» PROBLEM REQUIREMENTS
Pull every line with the word "impl" out of the entries below.

» EXTRACTED ENTRIES
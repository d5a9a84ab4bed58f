//! Pipeline outcome types

use std::fmt;

use chrono::{DateTime, Utc};
use serde::{Deserialize, Serialize};
use uuid::Uuid;

use super::config::TemplateMode;
use super::input::Query;
use super::output::OutputMetadata;
use super::retrieval::GuardrailTelemetry;

/// Fixed message returned when no chunk survives the retrieval guardrail
pub const NO_RELEVANT_CONTEXT_MESSAGE: &str =
    "No relevant information was found in the indexed documents for this question.";

/// Pipeline states in execution order
#[derive(Debug, Clone, Copy, PartialEq, Eq, PartialOrd, Ord, Serialize, Deserialize)]
#[serde(rename_all = "snake_case")]
pub enum PipelineStage {
    Start,
    InputValidated,
    Retrieved,
    ContextBuilt,
    Generated,
    OutputValidated,
}

impl PipelineStage {
    pub fn as_str(&self) -> &'static str {
        match self {
            Self::Start => "start",
            Self::InputValidated => "input_validated",
            Self::Retrieved => "retrieved",
            Self::ContextBuilt => "context_built",
            Self::Generated => "generated",
            Self::OutputValidated => "output_validated",
        }
    }
}

impl fmt::Display for PipelineStage {
    fn fmt(&self, f: &mut fmt::Formatter<'_>) -> fmt::Result {
        f.write_str(self.as_str())
    }
}

/// Terminal status of one pipeline run
#[derive(Debug, Clone, Copy, PartialEq, Eq, Hash, Serialize, Deserialize)]
#[serde(rename_all = "snake_case")]
pub enum PipelineStatus {
    RejectedInput,
    RetrievalError,
    NoRelevantContext,
    GenerationError,
    InvalidOutput,
    Success,
}

impl PipelineStatus {
    pub const ALL: [PipelineStatus; 6] = [
        Self::RejectedInput,
        Self::RetrievalError,
        Self::NoRelevantContext,
        Self::GenerationError,
        Self::InvalidOutput,
        Self::Success,
    ];

    pub fn as_str(&self) -> &'static str {
        match self {
            Self::RejectedInput => "rejected_input",
            Self::RetrievalError => "retrieval_error",
            Self::NoRelevantContext => "no_relevant_context",
            Self::GenerationError => "generation_error",
            Self::InvalidOutput => "invalid_output",
            Self::Success => "success",
        }
    }

    pub fn is_success(&self) -> bool {
        matches!(self, Self::Success)
    }
}

impl fmt::Display for PipelineStatus {
    fn fmt(&self, f: &mut fmt::Formatter<'_>) -> fmt::Result {
        f.write_str(self.as_str())
    }
}

/// Parameters of the generation call
#[derive(Debug, Clone, Serialize, Deserialize)]
pub struct GenerationMetadata {
    pub template_mode: TemplateMode,
    pub model: String,
    pub temperature: f32,
    pub context_length: usize,
    pub prompt_length: usize,
}

/// Everything recorded on the way to the terminal status. Stages that never
/// ran leave their slot empty.
#[derive(Debug, Clone, Default, Serialize, Deserialize)]
pub struct TelemetryBundle {
    #[serde(skip_serializing_if = "Option::is_none")]
    pub input: Option<Query>,
    #[serde(skip_serializing_if = "Option::is_none")]
    pub retrieval: Option<GuardrailTelemetry>,
    #[serde(skip_serializing_if = "Option::is_none")]
    pub generation: Option<GenerationMetadata>,
    #[serde(skip_serializing_if = "Option::is_none")]
    pub output: Option<OutputMetadata>,
    #[serde(skip_serializing_if = "Option::is_none")]
    pub error: Option<String>,
}

/// Compact view of a successful run
#[derive(Debug, Clone, Serialize, Deserialize)]
pub struct ResultSummary {
    pub chunks_used: usize,
    pub threshold: f32,
    pub template_mode: TemplateMode,
    #[serde(skip_serializing_if = "Option::is_none")]
    pub fidelity_score: Option<f32>,
    #[serde(skip_serializing_if = "Option::is_none")]
    pub source_citation: Option<bool>,
    pub fidelity_warning: bool,
    pub no_context_found: bool,
}

/// The single structured outcome of a pipeline run
#[derive(Debug, Clone, Serialize, Deserialize)]
pub struct PipelineResult {
    pub request_id: Uuid,
    pub status: PipelineStatus,
    pub response: String,
    /// Sources of the chunks used to build the context (success only)
    pub sources: Vec<String>,
    pub telemetry: TelemetryBundle,
    #[serde(skip_serializing_if = "Option::is_none")]
    pub summary: Option<ResultSummary>,
    pub timestamp: DateTime<Utc>,
}

impl PipelineResult {
    /// Build a terminal failure result
    pub fn failure(
        request_id: Uuid,
        status: PipelineStatus,
        response: impl Into<String>,
        telemetry: TelemetryBundle,
    ) -> Self {
        Self {
            request_id,
            status,
            response: response.into(),
            sources: Vec::new(),
            telemetry,
            summary: None,
            timestamp: Utc::now(),
        }
    }

    /// Build a successful result
    pub fn success(
        request_id: Uuid,
        response: impl Into<String>,
        sources: Vec<String>,
        telemetry: TelemetryBundle,
        summary: ResultSummary,
    ) -> Self {
        Self {
            request_id,
            status: PipelineStatus::Success,
            response: response.into(),
            sources,
            telemetry,
            summary: Some(summary),
            timestamp: Utc::now(),
        }
    }

    pub fn is_success(&self) -> bool {
        self.status.is_success()
    }

    /// Sources without repeats, first occurrence order
    pub fn unique_sources(&self) -> Vec<&str> {
        let mut seen = std::collections::HashSet::new();
        self.sources
            .iter()
            .map(String::as_str)
            .filter(|s| seen.insert(*s))
            .collect()
    }
}
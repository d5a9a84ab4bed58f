//! Guardrail domain - validation, filtering and scoring stages

mod config;
mod context;
mod input;
mod output;
mod prompt;
mod result;
mod retrieval;

pub use config::{
    GuardrailConfig, TemplateMode, ThresholdMode, MAX_DISTANCE, THRESHOLD_BALANCED,
    THRESHOLD_PERMISSIVE, THRESHOLD_STRICT,
};
pub use context::{ContextAssembler, SOURCE_MARKER};
pub use input::{InputValidator, Query, RejectionReason};
pub use output::{
    FidelityScorer, LexicalOverlapScorer, OutputMetadata, OutputValidation, OutputValidator,
    ValidationMarker, INVALID_ANSWER_MESSAGE,
};
pub use prompt::{PromptBuilder, NOT_FOUND_SENTINEL};
pub use result::{
    GenerationMetadata, PipelineResult, PipelineStage, PipelineStatus, ResultSummary,
    TelemetryBundle, NO_RELEVANT_CONTEXT_MESSAGE,
};
pub use retrieval::{
    ChunkDecision, ChunkRejection, GuardrailOutcome, GuardrailTelemetry, RetrievalGuardrail,
    ScoreStats, MIN_MEANINGFUL_CHARS,
};
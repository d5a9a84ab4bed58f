use async_trait::async_trait;
use std::fmt::Debug;

use super::{LlmRequest, LlmResponse};
use crate::domain::DomainError;

/// Chat-completion backend (Ollama, OpenAI-compatible servers, ...)
#[async_trait]
pub trait LlmProvider: Send + Sync + Debug {
    /// Send a chat completion request
    async fn chat(&self, model: &str, request: LlmRequest) -> Result<LlmResponse, DomainError>;

    /// Get the provider name
    fn provider_name(&self) -> &'static str;
}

» OUTPUT
impl PipelineStage {
impl fmt::Display for PipelineStage {
impl PipelineStatus {
impl fmt::Display for PipelineStatus {
impl PipelineResult {
        response: impl Into<String>,
        response: impl Into<String>,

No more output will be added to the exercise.